Stored data entries
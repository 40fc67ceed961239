//! The Semaphore constraint system.
//!
//! Proves, for a public `(message, scope, dummy_square, merkle_root,
//! nullifier)` tuple, knowledge of a secret such that:
//! - the secret lies within the prime subgroup order bound,
//! - `mimc(secret)` is a member of the tree with the claimed root,
//! - `mimc(scope, secret)` equals the claimed nullifier,
//! - `message * message` equals `dummy_square`.
//!
//! The squaring is the cheapest constraint that binds the message into
//! the proof; without it a valid proof could be replayed with any
//! message.

use std::cmp::Ordering;

use ark_bn254::Fr;
use ark_ff::Zero;
use ark_r1cs_std::fields::fp::FpVar;
use ark_r1cs_std::prelude::*;
use ark_relations::r1cs::{ConstraintSynthesizer, ConstraintSystemRef, SynthesisError};

use super::merkle_root::{binary_merkle_root, MAX_DEPTH};
use super::mimc;
use crate::domain::identity::SECRET_UPPER_BOUND;

/// Witness assignment for one Semaphore proof.
///
/// Public inputs are allocated in the canonical verifier order
/// `[message, scope, dummy_square, merkle_root, nullifier]`; everything
/// else is private.
#[derive(Debug, Clone)]
pub struct SemaphoreCircuit {
    pub secret: Fr,
    pub proof_length: u64,
    pub path: [bool; MAX_DEPTH],
    pub siblings: [Fr; MAX_DEPTH],
    pub message: Fr,
    pub scope: Fr,
    pub dummy_square: Fr,
    pub merkle_root: Fr,
    pub nullifier: Fr,
}

impl SemaphoreCircuit {
    /// The all-zero assignment used for parameter generation. The
    /// constraint structure does not depend on the witness values.
    pub fn blank() -> Self {
        Self {
            secret: Fr::zero(),
            proof_length: 0,
            path: [false; MAX_DEPTH],
            siblings: [Fr::zero(); MAX_DEPTH],
            message: Fr::zero(),
            scope: Fr::zero(),
            dummy_square: Fr::zero(),
            merkle_root: Fr::zero(),
            nullifier: Fr::zero(),
        }
    }
}

impl ConstraintSynthesizer<Fr> for SemaphoreCircuit {
    fn generate_constraints(self, cs: ConstraintSystemRef<Fr>) -> Result<(), SynthesisError> {
        let message = FpVar::new_input(cs.clone(), || Ok(self.message))?;
        let scope = FpVar::new_input(cs.clone(), || Ok(self.scope))?;
        let dummy_square = FpVar::new_input(cs.clone(), || Ok(self.dummy_square))?;
        let merkle_root = FpVar::new_input(cs.clone(), || Ok(self.merkle_root))?;
        let nullifier = FpVar::new_input(cs.clone(), || Ok(self.nullifier))?;

        let secret = FpVar::new_witness(cs.clone(), || Ok(self.secret))?;
        let proof_length =
            FpVar::new_witness(cs.clone(), || Ok(Fr::from(self.proof_length)))?;
        let path = self
            .path
            .iter()
            .map(|bit| Boolean::new_witness(cs.clone(), || Ok(*bit)))
            .collect::<Result<Vec<_>, _>>()?;
        let siblings = self
            .siblings
            .iter()
            .map(|sibling| FpVar::new_witness(cs.clone(), || Ok(*sibling)))
            .collect::<Result<Vec<_>, _>>()?;

        secret.enforce_cmp(
            &FpVar::constant(SECRET_UPPER_BOUND),
            Ordering::Less,
            true,
        )?;

        let commitment = mimc::hash_var(&[secret.clone()])?;

        let computed_root = binary_merkle_root(&commitment, &proof_length, &path, &siblings)?;
        merkle_root.enforce_equal(&computed_root)?;

        let computed_nullifier = mimc::hash_var(&[scope.clone(), secret])?;
        nullifier.enforce_equal(&computed_nullifier)?;

        let computed_square = &message * &message;
        dummy_square.enforce_equal(&computed_square)?;

        Ok(())
    }
}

**Instructions for the task:** Each entry above is to be quoted exactly.

**Finished exercise:**
repository 40fc67ceed961239
//! The Semaphore constraint system.
//!
//! Proves, for a public `(message, scope, dummy_square, merkle_root,
//! nullifier)` tuple, knowledge of a secret such that:
//! - the secret lies within the prime subgroup order bound,
//! - `mimc(secret)` is a member of the tree with the claimed root,
//! - `mimc(scope, secret)` equals the claimed nullifier,
//! - `message * message` equals `dummy_square`.
//!
//! The squaring is the cheapest constraint that binds the message into
//! the proof; without it a valid proof could be replayed with any
//! message.

use std::cmp::Ordering;

use ark_bn254::Fr;
use ark_ff::Zero;
use ark_r1cs_std::fields::fp::FpVar;
use ark_r1cs_std::prelude::*;
use ark_relations::r1cs::{ConstraintSynthesizer, ConstraintSystemRef, SynthesisError};

use super::merkle_root::{binary_merkle_root, MAX_DEPTH};
use super::mimc;
use crate::domain::identity::SECRET_UPPER_BOUND;

/// Witness assignment for one Semaphore proof.
///
/// Public inputs are allocated in the canonical verifier order
/// `[message, scope, dummy_square, merkle_root, nullifier]`; everything
/// else is private.
#[derive(Debug, Clone)]
pub struct SemaphoreCircuit {
    pub secret: Fr,
    pub proof_length: u64,
    pub path: [bool; MAX_DEPTH],
    pub siblings: [Fr; MAX_DEPTH],
    pub message: Fr,
    pub scope: Fr,
    pub dummy_square: Fr,
    pub merkle_root: Fr,
    pub nullifier: Fr,
}

impl SemaphoreCircuit {
    /// The all-zero assignment used for parameter generation. The
    /// constraint structure does not depend on the witness values.
    pub fn blank() -> Self {
        Self {
            secret: Fr::zero(),
            proof_length: 0,
            path: [false; MAX_DEPTH],
            siblings: [Fr::zero(); MAX_DEPTH],
            message: Fr::zero(),
            scope: Fr::zero(),
            dummy_square: Fr::zero(),
            merkle_root: Fr::zero(),
            nullifier: Fr::zero(),
        }
    }
}

impl ConstraintSynthesizer<Fr> for SemaphoreCircuit {
    fn generate_constraints(self, cs: ConstraintSystemRef<Fr>) -> Result<(), SynthesisError> {
        let message = FpVar::new_input(cs.clone(), || Ok(self.message))?;
        let scope = FpVar::new_input(cs.clone(), || Ok(self.scope))?;
        let dummy_square = FpVar::new_input(cs.clone(), || Ok(self.dummy_square))?;
        let merkle_root = FpVar::new_input(cs.clone(), || Ok(self.merkle_root))?;
        let nullifier = FpVar::new_input(cs.clone(), || Ok(self.nullifier))?;

        let secret = FpVar::new_witness(cs.clone(), || Ok(self.secret))?;
        let proof_length =
            FpVar::new_witness(cs.clone(), || Ok(Fr::from(self.proof_length)))?;
        let path = self
            .path
            .iter()
            .map(|bit| Boolean::new_witness(cs.clone(), || Ok(*bit)))
            .collect::<Result<Vec<_>, _>>()?;
        let siblings = self
            .siblings
            .iter()
            .map(|sibling| FpVar::new_witness(cs.clone(), || Ok(*sibling)))
            .collect::<Result<Vec<_>, _>>()?;

        secret.enforce_cmp(
            &FpVar::constant(SECRET_UPPER_BOUND),
            Ordering::Less,
            true,
        )?;

        let commitment = mimc::hash_var(&[secret.clone()])?;

        let computed_root = binary_merkle_root(&commitment, &proof_length, &path, &siblings)?;
        merkle_root.enforce_equal(&computed_root)?;

        let computed_nullifier = mimc::hash_var(&[scope.clone(), secret])?;
        nullifier.enforce_equal(&computed_nullifier)?;

        let computed_square = &message * &message;
        dummy_square.enforce_equal(&computed_square)?;

        Ok(())
    }
}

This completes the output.